>>>

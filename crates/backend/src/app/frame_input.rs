use winit::event::{ElementState, MouseButton};
use winit::keyboard::{KeyCode, PhysicalKey};

use crate::input::InputSource;
use crate::keys::{HostKey, HOST_KEY_SPACE};

#[derive(Debug, Clone, Copy, Default)]
struct KeyLatch {
    is_down: bool,
    was_down: bool,
    tapped: bool,
}

impl KeyLatch {
    fn handle(&mut self, state: ElementState) {
        match state {
            ElementState::Pressed => self.is_down = true,
            ElementState::Released => {
                if self.is_down && !self.was_down {
                    self.tapped = true;
                }
                self.is_down = false;
            }
        }
    }

    fn pressed_edge(&self) -> bool {
        (self.is_down && !self.was_down) || self.tapped
    }

    fn released_edge(&self) -> bool {
        !self.is_down && self.was_down
    }

    // A tap reports its press now and its release on the following frame.
    fn end_frame(&mut self) {
        self.was_down = self.is_down || self.tapped;
        self.tapped = false;
    }
}

/// Keyboard and mouse state gathered from window events between two drawn
/// frames.
#[derive(Debug)]
pub(crate) struct FrameInput {
    keys: Vec<KeyLatch>,
    primary_button: KeyLatch,
    pending_motion_x: f64,
    frame_motion_x: f32,
}

impl Default for FrameInput {
    fn default() -> Self {
        Self {
            keys: vec![KeyLatch::default(); HOST_KEY_SPACE],
            primary_button: KeyLatch::default(),
            pending_motion_x: 0.0,
            frame_motion_x: 0.0,
        }
    }
}

impl FrameInput {
    pub(crate) fn handle_keyboard_input(&mut self, key_event: &winit::event::KeyEvent) {
        if key_event.repeat {
            return;
        }
        if let Some(key) = host_key_from_physical(key_event.physical_key) {
            self.handle_host_key(key, key_event.state);
        }
    }

    pub(crate) fn handle_host_key(&mut self, key: HostKey, state: ElementState) {
        if let Some(latch) = self.keys.get_mut(key.index()) {
            latch.handle(state);
        }
    }

    pub(crate) fn handle_mouse_input(&mut self, button: MouseButton, state: ElementState) {
        if button == MouseButton::Left {
            self.primary_button.handle(state);
        }
    }

    pub(crate) fn add_mouse_motion(&mut self, delta_x: f64) {
        self.pending_motion_x += delta_x;
    }

    /// Horizontal motion of the last completed frame.
    pub(crate) fn mouse_delta_x(&self) -> f32 {
        self.frame_motion_x
    }

    /// Releases everything still held, e.g. when the window loses focus.
    pub(crate) fn release_all(&mut self) {
        for latch in self.keys.iter_mut().filter(|latch| latch.is_down) {
            latch.handle(ElementState::Released);
        }
        if self.primary_button.is_down {
            self.primary_button.handle(ElementState::Released);
        }
    }

    pub(crate) fn end_frame(&mut self) {
        for latch in &mut self.keys {
            latch.end_frame();
        }
        self.primary_button.end_frame();
        self.frame_motion_x = self.pending_motion_x as f32;
        self.pending_motion_x = 0.0;
    }

    fn latch(&self, key: HostKey) -> KeyLatch {
        self.keys.get(key.index()).copied().unwrap_or_default()
    }
}

impl InputSource for FrameInput {
    fn is_key_pressed(&self, key: HostKey) -> bool {
        self.latch(key).pressed_edge()
    }

    fn is_key_released(&self, key: HostKey) -> bool {
        self.latch(key).released_edge()
    }

    fn is_primary_button_pressed(&self) -> bool {
        self.primary_button.pressed_edge()
    }

    fn is_primary_button_released(&self) -> bool {
        self.primary_button.released_edge()
    }
}

pub(crate) fn host_key_from_physical(key: PhysicalKey) -> Option<HostKey> {
    let PhysicalKey::Code(code) = key else {
        return None;
    };
    let key = match code {
        KeyCode::Space => HostKey::SPACE,
        KeyCode::Quote => HostKey::APOSTROPHE,
        KeyCode::Comma => HostKey::COMMA,
        KeyCode::Minus => HostKey::MINUS,
        KeyCode::Period => HostKey::PERIOD,
        KeyCode::Slash => HostKey::SLASH,
        KeyCode::Digit0 => HostKey::ascii(b'0'),
        KeyCode::Digit1 => HostKey::ascii(b'1'),
        KeyCode::Digit2 => HostKey::ascii(b'2'),
        KeyCode::Digit3 => HostKey::ascii(b'3'),
        KeyCode::Digit4 => HostKey::ascii(b'4'),
        KeyCode::Digit5 => HostKey::ascii(b'5'),
        KeyCode::Digit6 => HostKey::ascii(b'6'),
        KeyCode::Digit7 => HostKey::ascii(b'7'),
        KeyCode::Digit8 => HostKey::ascii(b'8'),
        KeyCode::Digit9 => HostKey::ascii(b'9'),
        KeyCode::Semicolon => HostKey::SEMICOLON,
        KeyCode::Equal => HostKey::EQUAL,
        KeyCode::KeyA => HostKey::ascii(b'a'),
        KeyCode::KeyB => HostKey::ascii(b'b'),
        KeyCode::KeyC => HostKey::ascii(b'c'),
        KeyCode::KeyD => HostKey::ascii(b'd'),
        KeyCode::KeyE => HostKey::ascii(b'e'),
        KeyCode::KeyF => HostKey::ascii(b'f'),
        KeyCode::KeyG => HostKey::ascii(b'g'),
        KeyCode::KeyH => HostKey::ascii(b'h'),
        KeyCode::KeyI => HostKey::ascii(b'i'),
        KeyCode::KeyJ => HostKey::ascii(b'j'),
        KeyCode::KeyK => HostKey::ascii(b'k'),
        KeyCode::KeyL => HostKey::ascii(b'l'),
        KeyCode::KeyM => HostKey::ascii(b'm'),
        KeyCode::KeyN => HostKey::ascii(b'n'),
        KeyCode::KeyO => HostKey::ascii(b'o'),
        KeyCode::KeyP => HostKey::ascii(b'p'),
        KeyCode::KeyQ => HostKey::ascii(b'q'),
        KeyCode::KeyR => HostKey::ascii(b'r'),
        KeyCode::KeyS => HostKey::ascii(b's'),
        KeyCode::KeyT => HostKey::ascii(b't'),
        KeyCode::KeyU => HostKey::ascii(b'u'),
        KeyCode::KeyV => HostKey::ascii(b'v'),
        KeyCode::KeyW => HostKey::ascii(b'w'),
        KeyCode::KeyX => HostKey::ascii(b'x'),
        KeyCode::KeyY => HostKey::ascii(b'y'),
        KeyCode::KeyZ => HostKey::ascii(b'z'),
        KeyCode::BracketLeft => HostKey::LEFT_BRACKET,
        KeyCode::Backslash => HostKey::BACKSLASH,
        KeyCode::BracketRight => HostKey::RIGHT_BRACKET,
        KeyCode::Backquote => HostKey::GRAVE,
        KeyCode::Escape => HostKey::ESCAPE,
        KeyCode::Enter => HostKey::ENTER,
        KeyCode::Tab => HostKey::TAB,
        KeyCode::Backspace => HostKey::BACKSPACE,
        KeyCode::Insert => HostKey::INSERT,
        KeyCode::Delete => HostKey::DELETE,
        KeyCode::ArrowRight => HostKey::RIGHT,
        KeyCode::ArrowLeft => HostKey::LEFT,
        KeyCode::ArrowDown => HostKey::DOWN,
        KeyCode::ArrowUp => HostKey::UP,
        KeyCode::PageUp => HostKey::PAGE_UP,
        KeyCode::PageDown => HostKey::PAGE_DOWN,
        KeyCode::Home => HostKey::HOME,
        KeyCode::End => HostKey::END,
        KeyCode::CapsLock => HostKey::CAPS_LOCK,
        KeyCode::ScrollLock => HostKey::SCROLL_LOCK,
        KeyCode::NumLock => HostKey::NUM_LOCK,
        KeyCode::PrintScreen => HostKey::PRINT_SCREEN,
        KeyCode::Pause => HostKey::PAUSE,
        KeyCode::F1 => HostKey::F1,
        KeyCode::F2 => HostKey::F2,
        KeyCode::F3 => HostKey::F3,
        KeyCode::F4 => HostKey::F4,
        KeyCode::F5 => HostKey::F5,
        KeyCode::F6 => HostKey::F6,
        KeyCode::F7 => HostKey::F7,
        KeyCode::F8 => HostKey::F8,
        KeyCode::F9 => HostKey::F9,
        KeyCode::F10 => HostKey::F10,
        KeyCode::F11 => HostKey::F11,
        KeyCode::F12 => HostKey::F12,
        KeyCode::ShiftLeft => HostKey::LEFT_SHIFT,
        KeyCode::ControlLeft => HostKey::LEFT_CONTROL,
        KeyCode::AltLeft => HostKey::LEFT_ALT,
        KeyCode::SuperLeft => HostKey::LEFT_SUPER,
        KeyCode::ShiftRight => HostKey::RIGHT_SHIFT,
        KeyCode::ControlRight => HostKey::RIGHT_CONTROL,
        KeyCode::AltRight => HostKey::RIGHT_ALT,
        KeyCode::SuperRight => HostKey::RIGHT_SUPER,
        _ => return None,
    };
    Some(key)
}
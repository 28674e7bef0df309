use std::path::PathBuf;

use symphonia::core::errors::Error as SymphoniaError;
use thiserror::Error;

#[derive(Debug, Error)]
pub enum AudioError {
    #[error("no default audio output device available")]
    NoOutputDevice,
    #[error("failed to query default output config: {0}")]
    DefaultConfig(#[source] cpal::DefaultStreamConfigError),
    #[error("unsupported output sample format {0}")]
    UnsupportedSampleFormat(cpal::SampleFormat),
    #[error("failed to build output stream: {0}")]
    BuildStream(#[source] cpal::BuildStreamError),
    #[error("failed to start output stream: {0}")]
    PlayStream(#[source] cpal::PlayStreamError),
}

#[derive(Debug, Error)]
pub enum MusicError {
    #[error("failed to open music file {path}: {source}")]
    Open {
        path: PathBuf,
        #[source]
        source: std::io::Error,
    },
    #[error("unrecognized music format in {path}: {source}")]
    Probe {
        path: PathBuf,
        #[source]
        source: SymphoniaError,
    },
    #[error("music file {path} has no audio track")]
    NoAudioTrack { path: PathBuf },
    #[error("music file {path} does not declare {property}")]
    MissingTrackInfo {
        path: PathBuf,
        property: &'static str,
    },
    #[error("no decoder for music file {path}: {source}")]
    Codec {
        path: PathBuf,
        #[source]
        source: SymphoniaError,
    },
    #[error("failed to decode music file {path}: {source}")]
    Decode {
        path: PathBuf,
        #[source]
        source: SymphoniaError,
    },
    #[error("failed to read music manifest {path}: {source}")]
    ReadManifest {
        path: PathBuf,
        #[source]
        source: std::io::Error,
    },
}
impl<C: DatabaseClient> LargeBatch<C> {
    /// Create an accumulator with the default configuration.
    pub fn new(client: C) -> Self {
        let config = Config::default();
        Self::from_parts(client, config.batch_capacity, config.commit_options())
    }

    pub fn with_config(client: C, config: Config) -> std::result::Result<Self, ConfigError> {
        config.validate()?;
        Ok(Self::from_parts(
            client,
            config.batch_capacity,
            config.commit_options(),
        ))
    }

    fn from_parts(client: C, capacity: usize, default_commit: CommitOptions) -> Self {
        let batches = vec![client.batch()];
        Self {
            client,
            batches,
            operation_count: 0,
            staged: 0,
            capacity,
            default_commit,
            state: State::Open,
        }
    }

    /// Stage creation of a new document.
    pub fn create<T>(&mut self, doc: &DocumentPath, data: &T) -> Result<(), BatchError<C>>
    where
        T: Serialize + ?Sized,
    {
        let data = to_document::<_, BatchError<C>>(data)?;
        self.stage(|batch| batch.stage_create(doc, data))
    }

    /// Stage a document write. Without `options` the document is replaced.
    pub fn set<T>(
        &mut self,
        doc: &DocumentPath,
        data: &T,
        options: Option<SetOptions>,
    ) -> Result<(), BatchError<C>>
    where
        T: Serialize + ?Sized,
    {
        let data = to_document::<_, BatchError<C>>(data)?;
        self.stage(|batch| batch.stage_set(doc, data, options))
    }

    /// Stage an update of an existing document. Top-level keys of `data` are
    /// field paths.
    pub fn update<T>(
        &mut self,
        doc: &DocumentPath,
        data: &T,
        precondition: Option<Precondition>,
    ) -> Result<(), BatchError<C>>
    where
        T: Serialize + ?Sized,
    {
        let data = to_document::<_, BatchError<C>>(data)?;
        self.stage(|batch| batch.stage_update(doc, data, precondition))
    }

    /// Stage a field-path update.
    pub fn update_field(
        &mut self,
        doc: &DocumentPath,
        updates: FieldUpdates,
    ) -> Result<(), BatchError<C>> {
        self.stage(|batch| batch.stage_update_fields(doc, updates))
    }

    /// Stage a field-path update given in alternating argument form: `field,
    /// value` followed by more pairs and at most one trailing precondition.
    pub fn update_field_args<I>(
        &mut self,
        doc: &DocumentPath,
        field: FieldPath,
        value: Value,
        rest: I,
    ) -> Result<(), BatchError<C>>
    where
        I: IntoIterator<Item = UpdateArg>,
    {
        let updates = FieldUpdates::from_args(field, value, rest)?;
        self.update_field(doc, updates)
    }

    /// Stage a document deletion.
    pub fn delete(
        &mut self,
        doc: &DocumentPath,
        precondition: Option<Precondition>,
    ) -> Result<(), BatchError<C>> {
        self.stage(|batch| batch.stage_delete(doc, precondition))
    }

    fn stage<F>(&mut self, write: F) -> Result<(), BatchError<C>>
    where
        F: FnOnce(&mut C::Batch) -> std::result::Result<(), BatchError<C>>,
    {
        let batch = self.current_batch()?;
        if let Err(err) = write(batch) {
            // The batch did not take the write.
            self.operation_count -= 1;
            if self.operation_count == 0 && self.batches.len() > 1 {
                // Drop the batch opened for this write by the rollover; the
                // previous batch is full again.
                self.batches.pop();
                self.operation_count = self.capacity;
            }
            return Err(Error::Client(err));
        }
        self.staged += 1;
        Ok(())
    }

    /// Resolve the batch the next write goes into, rolling over to a new
    /// batch when the current one is full. Counts the write in advance.
    fn current_batch(&mut self) -> Result<&mut C::Batch, BatchError<C>> {
        match self.state {
            State::Failed => return Err(Error::Poisoned),
            State::Committed => {
                self.batches.push(self.client.batch());
                self.operation_count = 0;
                self.state = State::Open;
            }
            State::Open => {}
        }

        if self.batches.is_empty() {
            return Err(Error::EmptyBatchSequence);
        }

        if self.operation_count >= self.capacity {
            self.batches.push(self.client.batch());
            self.operation_count = 0;
            log::debug!(
                "batch full at {} writes, opened batch #{}",
                self.capacity,
                self.batches.len()
            );
        }

        self.operation_count += 1;
        self.batches.last_mut().ok_or(Error::EmptyBatchSequence)
    }

    /// Commit every accumulated batch.
    ///
    /// Batches are committed in groups of at most `commit_unit` (all at once
    /// without a unit). Batches of a group are committed concurrently; the
    /// next group starts only after the whole group finished. On success the
    /// accumulator is emptied and can be reused.
    ///
    /// If a batch fails, the remaining batches of its group still run to
    /// completion, later groups are skipped and the error of the first failed
    /// batch of the group is returned. Groups committed earlier stay applied.
    /// The accumulator is then poisoned.
    pub async fn commit(&mut self, options: CommitOptions) -> Result<CommitSummary, BatchError<C>> {
        if self.state == State::Failed {
            return Err(Error::Poisoned);
        }

        let total = self.batches.len();
        let summary = CommitSummary {
            batches: total,
            groups: options.group_count(total),
            operations: self.staged,
        };

        if total > 0 {
            let group_size = options.commit_unit().map_or(total, NonZeroUsize::get);
            for (index, group) in self.batches.chunks(group_size).enumerate() {
                log::debug!(
                    "committing group {}/{} ({} batches)",
                    index + 1,
                    summary.groups,
                    group.len()
                );

                let results = join_all(group.iter().map(|batch| batch.commit())).await;
                if let Some(err) = results.into_iter().find_map(|result| result.err()) {
                    log::warn!(
                        "commit group {}/{} failed, {} earlier groups stay applied: {}",
                        index + 1,
                        summary.groups,
                        index,
                        err
                    );
                    self.state = State::Failed;
                    return Err(Error::Client(err));
                }
            }
        }

        self.batches.clear();
        self.operation_count = 0;
        self.staged = 0;
        self.state = State::Committed;

        log::info!(
            "committed {} writes in {} batches ({} groups)",
            summary.operations,
            summary.batches,
            summary.groups
        );
        Ok(summary)
    }

    /// Commit using the commit unit from the accumulator's [`Config`].
    pub async fn commit_with_default(&mut self) -> Result<CommitSummary, BatchError<C>> {
        let options = self.default_commit;
        self.commit(options).await
    }

    /// Number of batches currently held.
    pub fn batch_count(&self) -> usize {
        self.batches.len()
    }

    /// Writes held by the batch currently being filled.
    pub fn pending_operations(&self) -> usize {
        self.operation_count
    }

    /// Writes staged since the last successful commit.
    pub fn staged_operations(&self) -> usize {
        self.staged
    }

    pub fn capacity(&self) -> usize {
        self.capacity
    }

    /// `true` after a failed commit.
    pub fn is_poisoned(&self) -> bool {
        self.state == State::Failed
    }

    pub fn batches(&self) -> &[C::Batch] {
        &self.batches
    }

    pub fn client(&self) -> &C {
        &self.client
    }
}
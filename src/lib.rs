//! Stage an unbounded number of document writes and commit them as
//! capacity-limited atomic batches.
//!
//! ## Features
//! - **Transparent rollover**: writes fill one client batch until it holds
//!   500 operations (configurable), then spill into a new one
//! - **Chunked commits**: batches commit concurrently in groups of a chosen
//!   size, group after group
//! - **Reset on success only**: a failed commit keeps every batch and poisons
//!   the accumulator instead of forgetting uncommitted work
//! - **Pluggable clients**: any [`DatabaseClient`]; [`MemoryClient`] ships as
//!   an in-process reference database
//!
//! ```rust
//! use largebatch::{CommitOptions, DocumentPath, LargeBatch, MemoryClient, Precondition};
//! use serde_json::json;
//!
//! # futures::executor::block_on(async {
//! let client = MemoryClient::new();
//! let mut batch = LargeBatch::new(client.clone());
//!
//! let alice = DocumentPath::new("users/alice")?;
//! batch.create(&alice, &json!({ "name": "Alice", "visits": 1 }))?;
//! batch.commit(CommitOptions::all()).await?;
//!
//! batch.update(&alice, &json!({ "visits": 2 }), Some(Precondition::Exists(true)))?;
//! batch.commit(CommitOptions::all()).await?;
//! assert_eq!(client.data(&alice).unwrap()["visits"], 2);
//! # Ok::<(), Box<dyn std::error::Error>>(())
//! # }).unwrap();
//! ```

pub mod accumulator;
pub mod client;
pub mod config;
pub mod error;
pub mod memory;

#[cfg(feature = "sync")]
pub mod sync;

pub use accumulator::{BatchError, CommitSummary, LargeBatch};
pub use client::{DatabaseClient, WriteBatch};
pub use config::{CommitOptions, Config, MAX_BATCH_OPERATIONS};
pub use error::{ConfigError, Error, Result};
pub use memory::{MemoryBatch, MemoryClient, MemoryError, StoredDocument};

#[cfg(feature = "sync")]
pub use sync::SyncLargeBatch;

pub use largebatch_types::{
    ArgumentError, DocumentData, DocumentPath, FieldPath, FieldUpdates, PathError, Precondition,
    SetOptions, UpdateArg,
};

pub const VERSION: &str = env!("CARGO_PKG_VERSION");

/// Common imports
pub mod prelude {

    pub use crate::{CommitOptions, CommitSummary, Config, Error, LargeBatch, Result};

    #[cfg(feature = "sync")]
    pub use crate::SyncLargeBatch;

    pub use crate::{DatabaseClient, WriteBatch};

    pub use crate::{MemoryClient, MemoryError};

    pub use crate::{DocumentPath, FieldPath, FieldUpdates, Precondition, SetOptions, UpdateArg};
}
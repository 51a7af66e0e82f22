//! # largebatch-types
//!
//! Value types shared between the `largebatch` accumulator and the database
//! clients it drives:
//!
//! - **Paths**: `DocumentPath`, `FieldPath`
//! - **Write options**: `Precondition`, `SetOptions`
//! - **Variadic updates**: `FieldUpdates`, `UpdateArg`
//!
//! All types are serializable with Serde. Document payloads are plain JSON
//! objects (`DocumentData`).
//!
//! ## Examples
//!
//! ```rust
//! use largebatch_types::path::{DocumentPath, FieldPath};
//! use largebatch_types::write::{FieldUpdates, Precondition};
//! use serde_json::json;
//!
//! let doc = DocumentPath::new("users/alice")?;
//! let updates = FieldUpdates::new(FieldPath::new("profile.age")?, json!(31))
//!     .with_precondition(Precondition::Exists(true));
//! assert_eq!(doc.collection(), "users");
//! assert_eq!(updates.len(), 1);
//! # Ok::<(), Box<dyn std::error::Error>>(())
//! ```

pub mod path;
pub mod write;

pub use path::{DocumentPath, FieldPath, PathError};
pub use write::{ArgumentError, DocumentData, FieldUpdates, Precondition, SetOptions, UpdateArg};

<<<

(Task to carry out) Once the line with "pub fn is_poisoned(&self)" is found in the records above, print exactly that line and every line after it through the line with "group after group".

(Response)
    pub fn is_poisoned(&self) -> bool {
        self.state == State::Failed
    }

    pub fn batches(&self) -> &[C::Batch] {
        &self.batches
    }

    pub fn client(&self) -> &C {
        &self.client
    }
}
filename src/lib.rs
//! Stage an unbounded number of document writes and commit them as
//! capacity-limited atomic batches.
//!
//! ## Features
//! - **Transparent rollover**: writes fill one client batch until it holds
//!   500 operations (configurable), then spill into a new one
//! - **Chunked commits**: batches commit concurrently in groups of a chosen
//!   size, group after group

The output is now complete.